例えば、AI導入対立なら「定型業務はAIで自動化し、浮いた時間でベテランが若手に『人間ならではの感性』を伝承するプロジェクトを組む」といった形です。
| 解決のアプローチ | これまでのやり方(妥協) | これからのやり方(共創) |
|---|---|---|
| 視点 | 声の大きい方に合わせる | 顧客価値を基準に判断する |
| コミュニケーション | 不満を陰で言い合う | 心理的安全性を保ちつつ直言する |
| 目的 | 摩擦を避けること | より良い成果を出すこと |
3. 「心理的安全性」の誤解を解く
心理的安全性とは「アットホームで優しい職場」のことではありません。
「成果のために、上司や他部署に対しても、対立を恐れず率直な意見を言える状態」のことです。
馴れ合いを避け、プロとしてぶつかり合える関係性こそが、対立を利益に変えます。
【チェックリスト】あなたの組織はどっち?
- 会議で誰も反対意見を言わない(危ないサイン:隠れた対立が根深い)
- 他部署の苦労を知る機会がある(良いサイン:役割への敬意がある)
- 失敗した時に「誰のせいか」を探す(危ないサイン:防御的な対立が起きる)
まとめ:対立は「進化の痛み」である
社内対立が全くない組織は、衰退しているか、あるいは誰も真剣に仕事をしていないかのどちらかです。

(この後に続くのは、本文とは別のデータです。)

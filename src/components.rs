//! Per-resource request helpers.
//!
//! Every Zoom resource group (meetings, users, reports, ...) is served by the
//! same [`Component`] type. A component knows its base URI, API version and data
//! type, and reads the current credentials from a handle shared with the
//! [`ZoomClient`](crate::ZoomClient), so a token refresh on the client is seen
//! by every component without rebuilding it.

use std::collections::BTreeMap;
use std::fmt;
use std::ops::Index;
use std::str::FromStr;
use std::sync::{Arc, PoisonError, RwLock, RwLockReadGuard, RwLockWriteGuard};

use reqwest::{Client, Method, RequestBuilder, Response};
use serde::Serialize;
use tracing::{debug, info};

use crate::error::{Result, ZoomError};
use crate::models::{ApiVersion, DataType, Timeout};

/// Resource groups exposed by the client
#[derive(Debug, Clone, Copy, PartialEq, Eq, PartialOrd, Ord, Hash)]
pub enum ComponentKind {
    Contacts,
    Group,
    LiveStream,
    Meeting,
    Metric,
    PastMeeting,
    Phone,
    Recording,
    Report,
    Room,
    User,
    Webinar,
}

impl ComponentKind {
    pub const ALL: [ComponentKind; 12] = [
        ComponentKind::Contacts,
        ComponentKind::Group,
        ComponentKind::LiveStream,
        ComponentKind::Meeting,
        ComponentKind::Metric,
        ComponentKind::PastMeeting,
        ComponentKind::Phone,
        ComponentKind::Recording,
        ComponentKind::Report,
        ComponentKind::Room,
        ComponentKind::User,
        ComponentKind::Webinar,
    ];

    pub fn as_str(self) -> &'static str {
        match self {
            ComponentKind::Contacts => "contacts",
            ComponentKind::Group => "group",
            ComponentKind::LiveStream => "live_stream",
            ComponentKind::Meeting => "meeting",
            ComponentKind::Metric => "metric",
            ComponentKind::PastMeeting => "past_meeting",
            ComponentKind::Phone => "phone",
            ComponentKind::Recording => "recording",
            ComponentKind::Report => "report",
            ComponentKind::Room => "room",
            ComponentKind::User => "user",
            ComponentKind::Webinar => "webinar",
        }
    }
}

impl fmt::Display for ComponentKind {
    fn fmt(&self, f: &mut fmt::Formatter<'_>) -> fmt::Result {
        f.write_str(self.as_str())
    }
}

impl FromStr for ComponentKind {
    type Err = ZoomError;

    fn from_str(s: &str) -> Result<Self> {
        ComponentKind::ALL
            .into_iter()
            .find(|kind| kind.as_str() == s)
            .ok_or_else(|| ZoomError::UnknownComponent(s.to_string()))
    }
}

#[derive(Debug, Clone)]
pub(crate) struct Credentials {
    pub api_key: String,
    pub api_secret: String,
    pub token: String,
}

/// Credentials shared between the client and all of its components
#[derive(Debug, Clone)]
pub(crate) struct SharedCredentials(Arc<RwLock<Credentials>>);

impl SharedCredentials {
    pub fn new(credentials: Credentials) -> Self {
        SharedCredentials(Arc::new(RwLock::new(credentials)))
    }

    // A panic while holding the lock cannot leave the strings half-written
    pub fn read(&self) -> RwLockReadGuard<'_, Credentials> {
        self.0.read().unwrap_or_else(PoisonError::into_inner)
    }

    pub fn write(&self) -> RwLockWriteGuard<'_, Credentials> {
        self.0.write().unwrap_or_else(PoisonError::into_inner)
    }
}

/// HTTP request helper for one resource group
#[derive(Debug, Clone)]
pub struct Component {
    kind: ComponentKind,
    http: Client,
    base_uri: String,
    version: ApiVersion,
    data_type: DataType,
    timeout: Option<Timeout>,
    credentials: SharedCredentials,
}

impl Component {
    pub(crate) fn new(
        kind: ComponentKind,
        http: Client,
        base_uri: String,
        version: ApiVersion,
        data_type: DataType,
        timeout: Option<Timeout>,
        credentials: SharedCredentials,
    ) -> Self {
        Self {
            kind,
            http,
            base_uri,
            version,
            data_type,
            timeout,
            credentials,
        }
    }

    pub fn kind(&self) -> ComponentKind {
        self.kind
    }

    pub fn name(&self) -> &'static str {
        self.kind.as_str()
    }

    pub fn base_uri(&self) -> &str {
        &self.base_uri
    }

    pub fn version(&self) -> ApiVersion {
        self.version
    }

    pub fn data_type(&self) -> DataType {
        self.data_type
    }

    /// Timeout in seconds, if one was configured
    pub fn timeout(&self) -> Option<u64> {
        self.timeout.map(Timeout::as_secs)
    }

    /// The token that the next request will carry
    pub fn token(&self) -> String {
        self.credentials.read().token.clone()
    }

    /// Full URL for an endpoint under this component's base URI
    pub fn url_for(&self, endpoint: &str) -> String {
        format!(
            "{}/{}",
            self.base_uri.trim_end_matches('/'),
            endpoint.trim_start_matches('/')
        )
    }

    pub async fn get_request<Q>(&self, endpoint: &str, params: &Q) -> Result<Response>
    where
        Q: Serialize + ?Sized,
    {
        self.send(self.request(Method::GET, endpoint).query(params))
            .await
    }

    pub async fn delete_request<Q>(&self, endpoint: &str, params: &Q) -> Result<Response>
    where
        Q: Serialize + ?Sized,
    {
        self.send(self.request(Method::DELETE, endpoint).query(params))
            .await
    }

    pub async fn post_request<B>(&self, endpoint: &str, data: &B) -> Result<Response>
    where
        B: Serialize + ?Sized,
    {
        self.send(self.request(Method::POST, endpoint).json(data))
            .await
    }

    pub async fn patch_request<B>(&self, endpoint: &str, data: &B) -> Result<Response>
    where
        B: Serialize + ?Sized,
    {
        self.send(self.request(Method::PATCH, endpoint).json(data))
            .await
    }

    pub async fn put_request<B>(&self, endpoint: &str, data: &B) -> Result<Response>
    where
        B: Serialize + ?Sized,
    {
        self.send(self.request(Method::PUT, endpoint).json(data))
            .await
    }

    /// Build a request carrying the credentials current at call time
    fn request(&self, method: Method, endpoint: &str) -> RequestBuilder {
        let url = self.url_for(endpoint);
        info!("Making {} request for {} component", method, self.kind);
        debug!("API URL: {}", url);

        let request = self.http.request(method, &url);
        let credentials = self.credentials.read();

        match self.version {
            ApiVersion::V1 => request.query(&[
                ("api_key", credentials.api_key.as_str()),
                ("api_secret", credentials.api_secret.as_str()),
                ("data_type", self.data_type.as_str()),
            ]),
            ApiVersion::V2 => request
                .header("Content-Type", "application/json")
                .bearer_auth(&credentials.token),
        }
    }

    async fn send(&self, request: RequestBuilder) -> Result<Response> {
        let response = request.send().await?;
        info!("Response received with status: {}", response.status());
        Ok(response)
    }
}

/// The fixed set of components a client exposes, keyed by kind
#[derive(Debug, Clone)]
pub struct Components {
    inner: BTreeMap<ComponentKind, Component>,
}

impl Components {
    pub(crate) fn from_map(inner: BTreeMap<ComponentKind, Component>) -> Self {
        Self { inner }
    }

    pub fn get(&self, name: &str) -> Option<&Component> {
        name.parse::<ComponentKind>()
            .ok()
            .and_then(|kind| self.inner.get(&kind))
    }

    pub fn get_kind(&self, kind: ComponentKind) -> Option<&Component> {
        self.inner.get(&kind)
    }

    pub fn keys(&self) -> impl Iterator<Item = ComponentKind> + '_ {
        self.inner.keys().copied()
    }

    pub fn names(&self) -> impl Iterator<Item = &'static str> + '_ {
        self.keys().map(ComponentKind::as_str)
    }

    pub fn iter(&self) -> impl Iterator<Item = (ComponentKind, &Component)> + '_ {
        self.inner.iter().map(|(kind, component)| (*kind, component))
    }

    pub fn values(&self) -> impl Iterator<Item = &Component> + '_ {
        self.inner.values()
    }

    pub fn len(&self) -> usize {
        self.inner.len()
    }

    pub fn is_empty(&self) -> bool {
        self.inner.is_empty()
    }
}

impl Index<ComponentKind> for Components {
    type Output = Component;

    fn index(&self, kind: ComponentKind) -> &Component {
        &self.inner[&kind]
    }
}

impl Index<&str> for Components {
    type Output = Component;

    fn index(&self, name: &str) -> &Component {
        match self.get(name) {
            Some(component) => component,
            None => panic!("no component named {name:?}"),
        }
    }
}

対立が起きるのは、全員が「今のままではいけない」とどこかで感じているからです。
そのエネルギーを、誰かを攻撃するために使うのではなく、「これからの時代に勝てる組織」へのアップデートに転換しましょう。
相手の「役割」を理解し、同じ目標という土俵に上げた時、対立は組織を飛躍させる最強のエンジンに変わるのです。